Remote Sensing Novel View Synthesis With Implicit Multiplane Representations
PubDate: August 2022
Teams: Beihang University
Writers: Yongchang Wu; Zhengxia Zou; Zhenwei Shi
PDF: Remote Sensing Novel View Synthesis With Implicit Multiplane Representations
Abstract
Novel view synthesis of remote sensing (RS) scenes is of great significance for scene visualization, human–computer interaction, and various downstream applications. Despite the recent advances in computer graphics and photogrammetry technology, generating novel views is still challenging particularly for RS images due to its high complexity, view sparsity, and limited view-perspective variations. In this article, we propose a novel RS view synthesis method by leveraging the recent advances in implicit neural representations.

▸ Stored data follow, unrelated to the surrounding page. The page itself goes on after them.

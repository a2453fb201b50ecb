// Copyright (c) 2025 Geoffrey Huntley <ghuntley@ghuntley.com>. All rights reserved.
// SPDX-License-Identifier: Proprietary

use serde::Deserialize;

use crate::sections::{AuditConfigLayer, DatabaseConfigLayer, LoggingConfigLayer};

/// Partial configuration from one source. `None` sections defer to lower precedence.
#[derive(Debug, Clone, Default, Deserialize)]
pub struct ServerConfigLayer {
	#[serde(default)]
	pub database: Option<DatabaseConfigLayer>,
	#[serde(default)]
	pub audit: Option<AuditConfigLayer>,
	#[serde(default)]
	pub logging: Option<LoggingConfigLayer>,
}

impl ServerConfigLayer {
	pub fn merge(&mut self, other: ServerConfigLayer) {
		merge_section(&mut self.database, other.database, DatabaseConfigLayer::merge);
		merge_section(&mut self.audit, other.audit, AuditConfigLayer::merge);
		merge_section(&mut self.logging, other.logging, LoggingConfigLayer::merge);
	}
}

fn merge_section<T>(base: &mut Option<T>, other: Option<T>, merge: fn(&mut T, T)) {
	match (base.as_mut(), other) {
		(Some(b), Some(o)) => merge(b, o),
		(None, Some(o)) => *base = Some(o),
		(_, None) => {}
	}
}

Considering the overhead and far depth imaging of RS images, we represent the 3-D space by combining implicit multiplane images (ImMPI) representation and deep neural networks. The 3-D scene is reconstructed under a self-supervised optimization paradigm through a differentiable multiplane renderer with multiview input constraints. Images from any novel views thus can be freely rendered on the basis of the reconstructed model. As a by-product, the depth maps corresponding to the given viewpoint can be generated along with the rendering output. We refer to our method as ImMPIs. To further improve the view synthesis under sparse-view inputs, we explore the learning-based initialization of RS 3-D scenes and proposed a neural-network-based prior extractor to accelerate the optimization process. In addition, we propose a new dataset for RS novel view synthesis with multiview real-world Google Earth images. Extensive experiments demonstrate the superiority of the ImMPI over previous state-of-the-art methods in terms of reconstruction accuracy, visual fidelity, and time efficiency. Ablation experiments also suggest the effectiveness of our methodology design.